//! Centralised error hierarchy for the interpreter.
//!
//! Each pipeline stage has its own error enum; all of them fold into
//! [`LoxError`] so the crate can use a single `Result<T>` alias.  Static
//! errors (lex, parse, resolve) abort one declaration, runtime errors abort
//! the whole run.
//!
//! The module **does not** print diagnostics itself.

use std::io;
use thiserror::Error;

use crate::token::Token;

/// Failure while turning characters into tokens.
#[derive(Debug, Clone, PartialEq, Error)]
pub enum LexError {
    #[error("[line {line}:{column}] Error: Unterminated string.")]
    UnterminatedString { line: usize, column: usize },

    #[error("[line {line}:{column}] Error: Number contains multiple decimal points.")]
    MultipleDecimalPoints { line: usize, column: usize },

    #[error("[line {line}:{column}] Error: Number ends with a decimal point.")]
    TrailingDecimalPoint { line: usize, column: usize },

    #[error("[line {line}:{column}] Error: Unexpected character: {character}")]
    UnexpectedCharacter {
        character: char,
        line: usize,
        column: usize,
    },
}

/// Syntactic failure. Every variant carries the token the parser was looking at.
#[derive(Debug, Clone, PartialEq, Error)]
pub enum ParseError {
    #[error("[line {}:{}] Error: Expected {expected} after {after}, found '{}'.", .found.line, .found.column, .found.lexeme)]
    UnexpectedToken {
        expected: String,
        after: String,
        found: Token,
    },

    #[error("[line {}:{}] Error: Expected expression, found '{}'.", .found.line, .found.column, .found.lexeme)]
    ExpectedExpression { found: Token },

    #[error("[line {}:{}] Error: Invalid assignment target.", .equals.line, .equals.column)]
    InvalidAssignmentTarget { equals: Token },

    #[error("[line {}:{}] Error: No enclosing loop out of which to break.", .keyword.line, .keyword.column)]
    BreakOutsideLoop { keyword: Token },

    #[error("[line {}:{}] Error: No enclosing function or method out of which to return.", .keyword.line, .keyword.column)]
    ReturnOutsideFunction { keyword: Token },

    #[error("[line {}:{}] Error: Can't return a value from an initializer.", .keyword.line, .keyword.column)]
    ReturnValueFromInitializer { keyword: Token },

    #[error("[line {}:{}] Error: Can't use 'this' outside of a class.", .keyword.line, .keyword.column)]
    ThisOutsideClass { keyword: Token },

    #[error("[line {}:{}] Error: Can't use 'super' outside of a class.", .keyword.line, .keyword.column)]
    SuperOutsideClass { keyword: Token },

    #[error("[line {}:{}] Error: Class {} doesn't inherit from another class to have a super.", .keyword.line, .keyword.column, .class.lexeme)]
    SuperWithoutSuperclass { keyword: Token, class: Token },

    #[error("[line {}:{}] Error: Class {} can't inherit from itself.", .name.line, .name.column, .name.lexeme)]
    SelfInheritance { name: Token },

    #[error("[line {}:{}] Error: Literals are not callable.", .literal.line, .literal.column)]
    LiteralNotCallable { literal: Token },

    #[error("[line {}:{}] Error: Literals can't appear before '.'.", .literal.line, .literal.column)]
    LiteralNotObject { literal: Token },

    #[error("[line {}:{}] Error: Lambdas can't be used as standalone statements.", .keyword.line, .keyword.column)]
    LambdaStatement { keyword: Token },

    #[error("[line {}:{}] Error: Can't have more than 255 parameters.", .at.line, .at.column)]
    TooManyParameters { at: Token },

    #[error("[line {}:{}] Error: Can't have more than 255 arguments.", .at.line, .at.column)]
    TooManyArguments { at: Token },
}

/// Static-analysis failure raised by the resolver.
#[derive(Debug, Clone, PartialEq, Error)]
pub enum ResolveError {
    #[error("[line {}:{}] Error: Duplicate identifier definition: {}", .name.line, .name.column, .name.lexeme)]
    DuplicateIdentifier { name: Token },

    #[error("[line {}:{}] Error: You can't use a variable in its own initializer: {}", .name.line, .name.column, .name.lexeme)]
    UseBeforeDefine { name: Token },

    #[error("[line {}:{}] Error: Unused variable {}", .name.line, .name.column, .name.lexeme)]
    UnusedVariable { name: Token },

    #[error("[line {}:{}] Error: Undeclared identifier: {}", .name.line, .name.column, .name.text())]
    UndeclaredIdentifier { name: Token },
}

/// Evaluation failure. Always fatal to the run.
#[derive(Debug, Clone, PartialEq, Error)]
pub enum RuntimeError {
    #[error("[line {}:{}] Runtime error: Expected {expected} but found {actual} for '{}'.", .at.line, .at.column, .at.text())]
    TypeMismatch {
        expected: String,
        actual: String,
        at: Token,
    },

    #[error("[line {}:{}] Runtime error: Division by zero: {dividend} / 0.", .at.line, .at.column)]
    DivideByZero { dividend: f64, at: Token },

    #[error("[line {}:{}] Runtime error: Undefined property '{}' on {instance}.", .name.line, .name.column, .name.lexeme)]
    UndefinedProperty { instance: String, name: Token },

    #[error("[line {}:{}] Runtime error: Uninitialized identifier: {}", .name.line, .name.column, .name.text())]
    UninitializedIdentifier { name: Token },

    #[error("[line {}:{}] Runtime error: Undefined identifier: {}", .name.line, .name.column, .name.text())]
    UndefinedIdentifier { name: Token },

    #[error("[line {}:{}] Runtime error: You can only call functions and classes, found {callee}.", .paren.line, .paren.column)]
    CallableExpected { callee: String, paren: Token },

    #[error("[line {}:{}] Runtime error: Expected {expected} arguments but got {actual} calling {callee}.", .paren.line, .paren.column)]
    ArgumentCountMismatch {
        expected: usize,
        actual: usize,
        callee: String,
        paren: Token,
    },

    #[error("[line {}:{}] Runtime error: Only instances have properties, found {found}.", .name.line, .name.column)]
    ObjectExpected { found: String, name: Token },

    #[error("[line {}:{}] Runtime error: Superclass must be a class, found {found}.", .name.line, .name.column)]
    ClassExpected { found: String, name: Token },
}

/// Canonical error type used throughout the interpreter.
#[derive(Debug, Error)]
#[non_exhaustive]
pub enum LoxError {
    #[error(transparent)]
    Lex(#[from] LexError),

    #[error(transparent)]
    Parse(#[from] ParseError),

    #[error(transparent)]
    Resolve(#[from] ResolveError),

    #[error(transparent)]
    Runtime(#[from] RuntimeError),

    /// Wrapper around `std::io::Error` (transparent).  Enables `?` on I/O ops.
    #[error(transparent)]
    Io(#[from] io::Error),

    /// UTF‑8 decoding failure when ingesting external text.
    #[error(transparent)]
    Utf8(#[from] std::str::Utf8Error),
}

impl LoxError {
    /// Static errors abort one declaration; everything else aborts the run.
    pub fn is_static(&self) -> bool {
        matches!(
            self,
            LoxError::Lex(_) | LoxError::Parse(_) | LoxError::Resolve(_)
        )
    }
}

/// Crate‑wide `Result` alias.
pub type Result<T> = std::result::Result<T, LoxError>;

**EXERCISE**
Return exactly what appears in the records from the line with "Runtime error: Only" through the final line, and nothing else.

**RESPONSE FOR THIS EXERCISE**
    #[error("[line {}:{}] Runtime error: Only instances have properties, found {found}.", .name.line, .name.column)]
    ObjectExpected { found: String, name: Token },

    #[error("[line {}:{}] Runtime error: Superclass must be a class, found {found}.", .name.line, .name.column)]
    ClassExpected { found: String, name: Token },
}

/// Canonical error type used throughout the interpreter.
#[derive(Debug, Error)]
#[non_exhaustive]
pub enum LoxError {
    #[error(transparent)]
    Lex(#[from] LexError),

    #[error(transparent)]
    Parse(#[from] ParseError),

    #[error(transparent)]
    Resolve(#[from] ResolveError),

    #[error(transparent)]
    Runtime(#[from] RuntimeError),

    /// Wrapper around `std::io::Error` (transparent).  Enables `?` on I/O ops.
    #[error(transparent)]
    Io(#[from] io::Error),

    /// UTF‑8 decoding failure when ingesting external text.
    #[error(transparent)]
    Utf8(#[from] std::str::Utf8Error),
}

impl LoxError {
    /// Static errors abort one declaration; everything else aborts the run.
    pub fn is_static(&self) -> bool {
        matches!(
            self,
            LoxError::Lex(_) | LoxError::Parse(_) | LoxError::Resolve(_)
        )
    }
}

/// Crate‑wide `Result` alias.
pub type Result<T> = std::result::Result<T, LoxError>;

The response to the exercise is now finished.